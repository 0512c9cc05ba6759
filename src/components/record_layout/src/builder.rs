use crate::{
    error::{ConfigErrorKind, FieldErrorKind, LayoutError, LayoutErrorKind},
    format_spec::format_spec,
    placement::{FieldSlot, GccSysvState, MsState, PlacementError, PlacementState},
    record_info::{FieldInfo, RecordInfo},
    record_layout::{FieldLayout, RecordLayout},
};
use data_units::{BitUnits, ByteUnits};
use diagnostics::{Diagnostics, WarningDiagnostic};
use target::{LayoutMode, Target, TargetOsExt};

const MAX_PACK: i64 = i32::MAX as i64;

/// Settings of a record after validation and target defaults.
#[derive(Copy, Clone, Debug, PartialEq, Eq)]
pub struct LayoutSettings {
    pub layout_mode: LayoutMode,

    /// Alignment clamp, if any. Never zero.
    pub pack: Option<ByteUnits>,

    /// Starting alignment of the record. At least one.
    pub min_alignment: ByteUnits,
}

#[derive(Debug)]
pub struct RecordLayoutBuilder<'a, 't> {
    record: &'a RecordInfo<'t>,
    target: &'a Target,
    diagnostics: Option<&'a Diagnostics>,
}

impl<'a, 't> RecordLayoutBuilder<'a, 't> {
    pub fn new(record: &'a RecordInfo<'t>, target: &'a Target) -> Self {
        Self {
            record,
            target,
            diagnostics: None,
        }
    }

    pub fn with_diagnostics(self, diagnostics: &'a Diagnostics) -> Self {
        Self {
            diagnostics: Some(diagnostics),
            ..self
        }
    }

    pub fn generate(&self) -> Result<RecordLayout<'t>, LayoutError> {
        let settings = self.resolve_settings()?;

        match settings.layout_mode {
            LayoutMode::Ms => self.layout_fields::<MsState>(&settings),
            LayoutMode::GccSysv => self.layout_fields::<GccSysvState>(&settings),
        }
    }

    pub fn resolve_settings(&self) -> Result<LayoutSettings, LayoutError> {
        let record = self.record;

        let declared_alignment = match record.declared_alignment {
            Some(alignment) if alignment < 0 => {
                return Err(self.error(ConfigErrorKind::NegativeAlignment(alignment)));
            }
            Some(alignment) => alignment as u64,
            None => 0,
        };

        let pack = match record.pack {
            Some(pack) if pack < 0 => return Err(self.error(ConfigErrorKind::NegativePack(pack))),
            Some(pack) if pack > MAX_PACK => {
                return Err(self.error(ConfigErrorKind::PackTooLarge(pack)));
            }
            // A zero pack is the same as no pack at all
            Some(0) | None => None,
            Some(pack) => Some(ByteUnits::of(pack as u64)),
        };

        let layout_mode = match record.layout_mode {
            Some(layout_mode) => layout_mode,
            None if self.target.os().is_windows() => LayoutMode::Ms,
            None if pack.is_some() => {
                self.warn(format!(
                    "Pack without an explicit layout implies the MS layout on {}, request it explicitly",
                    self.target
                ));
                LayoutMode::Ms
            }
            None => self.target.default_layout_mode(),
        };

        if pack.is_some() && layout_mode.is_gcc_sysv() {
            return Err(self.error(ConfigErrorKind::PackRequiresMsLayout));
        }

        let mut min_alignment = ByteUnits::of(declared_alignment.max(1));
        if let Some(base) = record.base {
            if base.size().checked_to_bits().is_none() {
                return Err(self.error(ConfigErrorKind::RecordTooLarge));
            }

            min_alignment = min_alignment.max(base.alignment());
        }

        Ok(LayoutSettings {
            layout_mode,
            pack,
            min_alignment,
        })
    }

    fn layout_fields<S: PlacementState>(
        &self,
        settings: &LayoutSettings,
    ) -> Result<RecordLayout<'t>, LayoutError> {
        let record = self.record;
        let is_union = record.kind.is_union();
        let base_size = record.base.map_or(ByteUnits::ZERO, |base| base.size());

        let record_too_large = || self.error(ConfigErrorKind::RecordTooLarge);
        let empty = S::seeded(ByteUnits::ZERO).ok_or_else(record_too_large)?;

        let mut state = S::seeded(base_size).ok_or_else(record_too_large)?;
        let mut data_size = base_size;
        let mut alignment = settings.min_alignment;
        let mut fields = Vec::with_capacity(record.len());

        for (index, field) in record.iter().enumerate() {
            let slot = self.field_slot(field, settings)?;

            let placement = if is_union {
                let (placed, placement) = empty
                    .place(&slot)
                    .map_err(|error| self.placement_error(field, error))?;

                data_size = data_size.max(placed.data_size());
                placement
            } else {
                let unpadded_offset = state.data_size();

                let (placed, placement) = state
                    .place(&slot)
                    .map_err(|error| self.placement_error(field, error))?;

                self.check_field_padding(field, index, placement.offset, unpadded_offset);

                state = placed;
                data_size = state.data_size();
                placement
            };

            alignment = alignment.max(slot.type_align);

            fields.push(FieldLayout {
                name: field.name.clone(),
                ty: field.ty,
                offset: placement.offset,
                size: placement.size,
                index,
            });
        }

        self.finish_layout(settings, fields, data_size, alignment)
    }

    fn field_slot(
        &self,
        field: &FieldInfo<'t>,
        settings: &LayoutSettings,
    ) -> Result<FieldSlot, LayoutError> {
        let type_size = field.ty.size();
        let mut type_align = field.ty.alignment().max(ByteUnits::of(1));

        if let Some(pack) = settings.pack {
            type_align = type_align.min(pack);
        }

        let slot = match field.bit_width {
            None => FieldSlot::whole(type_size, type_align, self.record.byte_order),
            Some(bit_width) => {
                self.check_bit_width(field, bit_width)?;

                FieldSlot::bitfield(
                    type_size,
                    type_align,
                    BitUnits::of(bit_width as u64),
                    self.record.byte_order,
                )
            }
        };

        slot.ok_or_else(|| self.field_error(field, FieldErrorKind::TooLarge))
    }

    fn check_bit_width(&self, field: &FieldInfo<'t>, bit_width: i64) -> Result<(), LayoutError> {
        if bit_width <= 0 {
            return Err(self.field_error(field, FieldErrorKind::NonPositiveBitWidth(bit_width)));
        }

        if !field.ty.supports_bitfields() {
            return Err(self.field_error(
                field,
                FieldErrorKind::BitfieldNotAllowed {
                    type_name: field.ty.name(),
                },
            ));
        }

        // Types too large to count in bits fit any width
        match field.ty.size().checked_to_bits() {
            Some(type_bits) if bit_width as u64 > type_bits.bits() => {
                Err(self.field_error(
                    field,
                    FieldErrorKind::InvalidBitWidth {
                        bit_width,
                        type_bits: type_bits.bits(),
                    },
                ))
            }
            _ => Ok(()),
        }
    }

    fn finish_layout(
        &self,
        settings: &LayoutSettings,
        fields: Vec<FieldLayout<'t>>,
        data_size: ByteUnits,
        alignment: ByteUnits,
    ) -> Result<RecordLayout<'t>, LayoutError> {
        let record = self.record;

        // Round size of record up to its alignment
        let size = data_size
            .checked_round_up(alignment)
            .ok_or_else(|| self.error(ConfigErrorKind::RecordTooLarge))?;

        if size > data_size && self.flags(|flags| flags.warn_padded_record) {
            self.warn(format!(
                "Padded type '{}', with {} bytes to alignment boundary",
                record.friendly_name(),
                (size - data_size).bytes()
            ));
        }

        let format_spec = format_spec(record.kind, record.base, &fields, size);

        Ok(RecordLayout {
            name: record.name.clone(),
            kind: record.kind,
            fields,
            size,
            alignment,
            data_size,
            format_spec,
            layout_mode: settings.layout_mode,
            byte_order: record.byte_order,
        })
    }

    fn check_field_padding(
        &self,
        field: &FieldInfo,
        index: usize,
        field_offset: ByteUnits,
        unpadded_field_offset: ByteUnits,
    ) {
        if field_offset <= unpadded_field_offset {
            return;
        }

        let padding = (field_offset - unpadded_field_offset).bytes();

        if field.is_bitfield() {
            if self.flags(|flags| flags.warn_padded_bitfield) {
                self.warn(format!(
                    "Padded bitfield '{}' of '{}' at index {} by {} bytes",
                    field.name,
                    self.record.friendly_name(),
                    index,
                    padding,
                ));
            }
        } else if self.flags(|flags| flags.warn_padded_field) {
            self.warn(format!(
                "Padded field '{}' of '{}' at index {} by {} bytes",
                field.name,
                self.record.friendly_name(),
                index,
                padding,
            ));
        }
    }

    fn flags(&self, f: impl FnOnce(&diagnostics::DiagnosticFlags) -> bool) -> bool {
        self.diagnostics
            .map_or(false, |diagnostics| f(diagnostics.flags()))
    }

    fn warn(&self, message: String) {
        if let Some(diagnostics) = self.diagnostics {
            diagnostics.push(WarningDiagnostic::new(message, self.record.friendly_name()));
        }
    }

    fn error(&self, kind: impl Into<LayoutErrorKind>) -> LayoutError {
        kind.into().at(self.record.name.as_deref())
    }

    fn placement_error(&self, field: &FieldInfo, error: PlacementError) -> LayoutError {
        match error {
            PlacementError::Overflow => self.field_error(field, FieldErrorKind::TooLarge),
            PlacementError::Internal(kind) => self.error(kind),
        }
    }

    fn field_error(&self, field: &FieldInfo, kind: FieldErrorKind) -> LayoutError {
        self.error(LayoutErrorKind::Field {
            name: field.name.clone(),
            kind,
        })
    }
}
• • •
* Work request
Looking at the entries above, work out how many lines contain the word "placed", then reply with only that figure.

* Response
4